[Required action]: Nothing besides a number belongs in the answer, which is how many lines of the listing contain the string "cloned".

Exercise input Start Marker

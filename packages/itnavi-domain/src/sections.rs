//! Inverse of [`crate::projection`]: recovers structured fields from a
//! retrieved document chunk. Intentionally permissive — retrieved chunks
//! may have been truncated, so missing sections simply produce missing
//! keys and the parser never fails.

use std::{collections::BTreeMap, sync::OnceLock};

use regex::Regex;

use crate::projection;

fn header_re() -> &'static Regex {
	static RE: OnceLock<Regex> = OnceLock::new();

	RE.get_or_init(|| Regex::new(r"【([^】]*)】").expect("Header pattern must compile."))
}

fn ordinal_re() -> &'static Regex {
	static RE: OnceLock<Regex> = OnceLock::new();

	RE.get_or_init(|| {
		Regex::new(r"^----- Candidate \d+ -----\n").expect("Ordinal pattern must compile.")
	})
}

/// Maps a recognized section label to its canonical field name.
/// Unrecognized labels pass through verbatim.
pub fn canonical_field(label: &str) -> &str {
	match label {
		projection::LABEL_ID => "id",
		projection::LABEL_NAME => "name",
		projection::LABEL_SUMMARY => "summary",
		projection::LABEL_INDUSTRY => "industry",
		projection::LABEL_CAREER => "career",
		projection::LABEL_MINDSET => "mindset",
		projection::LABEL_SUPPORTAREA => "supportarea",
		projection::LABEL_JOB => "job",
		projection::LABEL_HASHTAG => "hashtag",
		projection::LABEL_CASE_NAME => "title",
		projection::LABEL_CASE_SUMMARY => "summary",
		projection::LABEL_COMPANY_SUMMARY => "company_summary",
		projection::LABEL_INITIATIVE => "initiative_summary",
		projection::LABEL_ISSUE => "issue_background",
		projection::LABEL_SOLUTION => "solution_method",
		other => other,
	}
}

/// Parses one retrieved chunk into a field map. A leading candidate
/// ordinal header is stripped first; each `【label】` header captures the
/// content up to the next header or end of text.
pub fn parse_sections(chunk: &str) -> BTreeMap<String, String> {
	let body = ordinal_re().replace(chunk, "");
	let mut fields = BTreeMap::new();
	let headers: Vec<(usize, usize, String)> = header_re()
		.captures_iter(&body)
		.filter_map(|caps| {
			let whole = caps.get(0)?;
			let label = caps.get(1)?.as_str().trim().to_string();

			Some((whole.start(), whole.end(), label))
		})
		.collect();

	for (index, (_, content_start, label)) in headers.iter().enumerate() {
		let content_end = headers.get(index + 1).map(|next| next.0).unwrap_or(body.len());
		let content = body[*content_start..content_end].trim();

		fields.insert(canonical_field(label).to_string(), content.to_string());
	}

	fields
}

/// Splits a bulleted section body back into entries. The empty-section
/// placeholder parses to no entries.
pub fn parse_bullets(body: &str) -> Vec<String> {
	body.lines()
		.filter_map(|line| {
			let trimmed = line.trim();

			if trimmed == projection::EMPTY_SECTION {
				return None;
			}

			trimmed.strip_prefix("- ").map(|entry| entry.trim().to_string())
		})
		.filter(|entry| !entry.is_empty())
		.collect()
}

#[cfg(test)]
mod tests {
	use super::*;

	#[test]
	fn strips_candidate_ordinal_header() {
		let chunk = "----- Candidate 2 -----\n【名前】\n山田\n\n【事例概要】\n概要";
		let fields = parse_sections(chunk);

		assert_eq!(fields.get("name").map(String::as_str), Some("山田"));
		assert_eq!(fields.get("summary").map(String::as_str), Some("概要"));
	}

	#[test]
	fn truncated_chunk_yields_partial_fields() {
		let fields = parse_sections("【名前】\n田中\n\n【経歴】\n- 製造業で");

		assert_eq!(fields.get("name").map(String::as_str), Some("田中"));
		assert_eq!(fields.get("career").map(String::as_str), Some("- 製造業で"));
		assert!(!fields.contains_key("mindset"));
	}

	#[test]
	fn unrecognized_labels_pass_through() {
		let fields = parse_sections("【資格】\n中小企業診断士");

		assert_eq!(fields.get("資格").map(String::as_str), Some("中小企業診断士"));
	}

	#[test]
	fn placeholder_section_parses_to_no_bullets() {
		assert!(parse_bullets("なし").is_empty());
		assert_eq!(parse_bullets("- A\n- B"), vec!["A".to_string(), "B".to_string()]);
	}
}
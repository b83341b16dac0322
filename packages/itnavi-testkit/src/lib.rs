mod error;

pub use error::{Error, Result};

use std::{collections::HashSet, env, str::FromStr, sync::Mutex, thread, time::Duration};

use qdrant_client::Qdrant;
use sqlx::{
	ConnectOptions, Connection, Executor,
	postgres::{PgConnectOptions, PgConnection},
};
use tokio::{runtime::Builder, time};
use uuid::Uuid;

const ADMIN_DATABASES: [&str; 2] = ["postgres", "template1"];

/// A throwaway Postgres database (plus any Qdrant collections handed out by
/// [`Self::collection_name`]) that removes itself when the test ends, even
/// on panic.
pub struct TestDatabase {
	name: String,
	dsn: String,
	admin_options: PgConnectOptions,
	cleaned: bool,
	collections: Mutex<HashSet<String>>,
}
impl TestDatabase {
	pub async fn new(base_dsn: &str) -> Result<Self> {
		let base_options: PgConnectOptions = PgConnectOptions::from_str(base_dsn)
			.map_err(|err| Error::Message(format!("Failed to parse ITNAVI_PG_DSN: {err}.")))?;
		let (admin_options, mut admin_conn) = connect_admin(&base_options).await?;
		let name = format!("itnavi_test_{}", Uuid::new_v4().simple());
		let create_sql = format!(r#"CREATE DATABASE "{}""#, name);

		admin_conn
			.execute(create_sql.as_str())
			.await
			.map_err(|err| Error::Message(format!("Failed to create test database: {err}.")))?;

		let dsn = base_options.clone().database(&name).to_url_lossy().to_string();

		Ok(Self {
			name,
			dsn,
			admin_options,
			cleaned: false,
			collections: Mutex::new(HashSet::new()),
		})
	}

	pub fn dsn(&self) -> &str {
		&self.dsn
	}

	pub fn name(&self) -> &str {
		&self.name
	}

	/// Mints a unique collection name and tracks it for deletion during
	/// cleanup.
	pub fn collection_name(&self, prefix: &str) -> String {
		let collection = format!("{prefix}_{}", self.name);
		let mut tracked = self.collections.lock().unwrap_or_else(|err| err.into_inner());

		tracked.insert(collection.clone());

		collection
	}

	pub async fn cleanup(mut self) -> Result<()> {
		self.cleanup_inner().await
	}

	async fn cleanup_inner(&mut self) -> Result<()> {
		if self.cleaned {
			return Ok(());
		}

		let collections = {
			let tracked = self.collections.lock().unwrap_or_else(|err| err.into_inner());

			tracked.iter().cloned().collect::<Vec<_>>()
		};
		let db_result = cleanup_database(&self.name, &self.admin_options).await;
		let qdrant_result = cleanup_qdrant_collections(&collections).await;

		db_result?;
		qdrant_result?;

		self.cleaned = true;

		Ok(())
	}
}
impl Drop for TestDatabase {
	fn drop(&mut self) {
		if self.cleaned {
			return;
		}

		let name = self.name.clone();
		let admin_options = self.admin_options.clone();
		let collections = self
			.collections
			.lock()
			.unwrap_or_else(|err| err.into_inner())
			.iter()
			.cloned()
			.collect::<Vec<_>>();
		// Drop cannot be async; run the cleanup on a short-lived runtime in a
		// fresh thread.
		let cleanup_thread = thread::spawn(move || {
			let runtime = match Builder::new_current_thread().enable_all().build() {
				Ok(runtime) => runtime,
				Err(err) => {
					eprintln!("Test database cleanup failed: {err}.");

					return;
				},
			};

			if let Err(err) = runtime.block_on(cleanup_qdrant_collections(&collections)) {
				eprintln!("Test Qdrant cleanup failed: {err}.");
			}
			if let Err(err) = runtime.block_on(cleanup_database(&name, &admin_options)) {
				eprintln!("Test database cleanup failed: {err}.");
			}
		});
		let _ = cleanup_thread.join();
	}
}

pub fn env_dsn() -> Option<String> {
	env::var("ITNAVI_PG_DSN").ok()
}

pub fn env_qdrant_url() -> Option<String> {
	env::var("ITNAVI_QDRANT_URL").ok()
}

async fn connect_admin(
	base_options: &PgConnectOptions,
) -> Result<(PgConnectOptions, PgConnection)> {
	let mut last_err = None;

	for database in ADMIN_DATABASES {
		let options = base_options.clone().database(database);

		match PgConnection::connect_with(&options).await {
			Ok(conn) => return Ok((options, conn)),
			Err(err) => {
				last_err = Some(err);
			},
		}
	}

	Err(Error::Message(format!("Failed to connect to an admin database: {last_err:?}.")))
}

async fn cleanup_database(name: &str, admin_options: &PgConnectOptions) -> Result<()> {
	let mut conn = PgConnection::connect_with(admin_options).await.map_err(|err| {
		Error::Message(format!("Failed to connect to admin database for cleanup: {err}."))
	})?;
	// Stray pool connections would block the drop.
	let _ = sqlx::query(
		"\
SELECT pg_terminate_backend(pid)
FROM pg_stat_activity
WHERE datname = $1 AND pid <> pg_backend_pid()",
	)
	.bind(name)
	.fetch_all(&mut conn)
	.await;
	let drop_sql = format!(r#"DROP DATABASE IF EXISTS "{}""#, name);

	sqlx::query(drop_sql.as_str())
		.execute(&mut conn)
		.await
		.map_err(|err| Error::Message(format!("Failed to drop test database: {err}.")))?;

	Ok(())
}

async fn cleanup_qdrant_collections(collections: &[String]) -> Result<()> {
	if collections.is_empty() {
		return Ok(());
	}

	let Some(qdrant_url) = env_qdrant_url() else {
		eprintln!("Skipping Qdrant cleanup; set ITNAVI_QDRANT_URL to delete test collections.");

		return Ok(());
	};
	let client = Qdrant::from_url(&qdrant_url)
		.build()
		.map_err(|err| Error::Message(format!("Failed to build Qdrant client: {err}.")))?;

	for collection in collections {
		let result =
			time::timeout(Duration::from_secs(10), client.delete_collection(collection.clone()))
				.await;

		match result {
			Ok(Ok(_)) => {},
			Ok(Err(err)) =>
				return Err(Error::Message(format!(
					"Failed to delete Qdrant collection {collection:?}: {err}."
				))),
			Err(_) =>
				return Err(Error::Message(format!(
					"Timed out deleting Qdrant collection {collection:?}."
				))),
		}
	}

	Ok(())
}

Exercise input End Marker

[Answer space]: 2